Word boundry would not work when using some wierd Unicode chars with the 'contained' syntax

Jacky Liu

unread,

Feb 7, 2015, 4:16:21 PM2/7/15

to vim...@googlegroups.com

Here is the VimL code I wrote:

" Use some wierd Unicode chars to mark the region, '+' being put here as a contrast.
syntax region myCmdLine matchgroup=myCmdLine_ start=/[⣱+]/ end=/[⡇⡗⡧+]/
hi link myCmdLine _LightGreen_233b5a
hi link myCmdLine_ Normal

syntax keyword myCmdName man bind less containedin=myCmdLine contained
hi link myCmdName _Green_233b5a

And here's its effect on some simple demonstrating text (see attached image file)

With '+' as the marker all three syntax keywords were correctlly recognized, but not with the abnormal Unicode chars

Another thing is using '*' to do a quick search would work normally, as would do the following search command:

/\<man\|bind\|less\>

'iskeyword' or 'regexpengine' option seems have no effect here.
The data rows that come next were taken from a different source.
//! Enqueue, inspection and dead letter control.

use serde::{Deserialize, Serialize};
use std::sync::Arc;
use tokio::sync::Notify;

use crate::backend::{Backend, SharedBackend};
use crate::config::QueueConfig;
use crate::error::{QueueError, Result};
use crate::job::{Job, JobId, JobState};

/// Job counts per state.
#[derive(Debug, Clone, Copy, Default, PartialEq, Eq, Serialize, Deserialize)]
pub struct QueueStats {
    pub pending: usize,
    pub processing: usize,
    pub completed: usize,
    pub dead: usize,
}

impl QueueStats {
    pub fn get(&self, state: JobState) -> usize {
        match state {
            JobState::Pending => self.pending,
            JobState::Processing => self.processing,
            JobState::Completed => self.completed,
            JobState::Dead => self.dead,
        }
    }

    pub fn total(&self) -> usize {
        self.pending + self.processing + self.completed + self.dead
    }
}

/// Handle used by producers and operators.
///
/// Clones share the backend and the wake-up signal, so a job enqueued
/// through any clone wakes an idle worker of a pool built from it.
#[derive(Clone)]
pub struct Queue {
    backend: SharedBackend,
    config: QueueConfig,
    wakeup: Arc<Notify>,
}

impl Queue {
    /// Create a queue over any backend.
    pub fn new(backend: impl Backend + 'static, config: QueueConfig) -> Self {
        Self::with_shared(SharedBackend::new(backend), config)
    }

    pub fn with_shared(backend: SharedBackend, config: QueueConfig) -> Self {
        Self {
            backend,
            config,
            wakeup: Arc::new(Notify::new()),
        }
    }

    pub fn backend(&self) -> &SharedBackend {
        &self.backend
    }

    pub fn config(&self) -> &QueueConfig {
        &self.config
    }

    pub(crate) fn wakeup(&self) -> &Arc<Notify> {
        &self.wakeup
    }

    /// Build a pending job and insert it.
    ///
    /// `max_retries` falls back to the configured default.
    pub async fn create_and_enqueue(
        &self,
        command: impl Into<String>,
        max_retries: Option<u32>,
    ) -> Result<JobId> {
        let command = command.into();
        if command.trim().is_empty() {
            return Err(QueueError::Config("job command must not be empty".to_string()));
        }

        let job = Job::new(command, max_retries.unwrap_or(self.config.max_retries));
        self.backend.insert(&job).await?;
        self.wakeup.notify_one();

        tracing::debug!(job_id = %job.id, max_retries = job.max_retries, "Job enqueued");
        Ok(job.id)
    }

    pub async fn list_jobs(&self, state: Option<JobState>) -> Result<Vec<Job>> {
        self.backend.list_jobs(state).await
    }

    pub async fn list_dead_letter_jobs(&self) -> Result<Vec<Job>> {
        self.backend.list_dead_letter().await
    }

    /// Move a dead job back to pending with its attempts reset.
    pub async fn resurrect(&self, id: &JobId) -> Result<Job> {
        let job = self.backend.resurrect(id).await?;
        self.wakeup.notify_one();

        tracing::info!(job_id = %job.id, "Dead job moved back to pending");
        Ok(job)
    }

    /// Count jobs in every state, dead letter included.
    pub async fn stats(&self) -> Result<QueueStats> {
        let mut stats = QueueStats {
            dead: self.backend.list_dead_letter().await?.len(),
            ..Default::default()
        };
        for job in self.backend.list_jobs(None).await? {
            match job.state {
                JobState::Pending => stats.pending += 1,
                JobState::Processing => stats.processing += 1,
                JobState::Completed => stats.completed += 1,
                JobState::Dead => stats.dead += 1,
            }
        }
        Ok(stats)
    }
}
Should this be considered a bug?

Screenshot from 2015-02-08 05:12:01.png

Ben Fritz

unread,

Feb 7, 2015, 10:31:48 PM2/7/15

to vim...@googlegroups.com

Try it again, with an appropriate scriptencoding command in the file, to tell Vim how to interpret the bytes in the file.

Jacky Liu

unread,

Feb 8, 2015, 2:05:02 PM2/8/15

to vim...@googlegroups.com

OK, I added a modeline to my text file to tell Vim the fileencoding specifically:

/* Vim: set fileencoding=utf-8: */
/* Vim: set tabstop=4: */

⣱man bind | less⡇

+man bind | less+

the 'tabstop' option was there to make sure the modeline works. the result seems to have no defference.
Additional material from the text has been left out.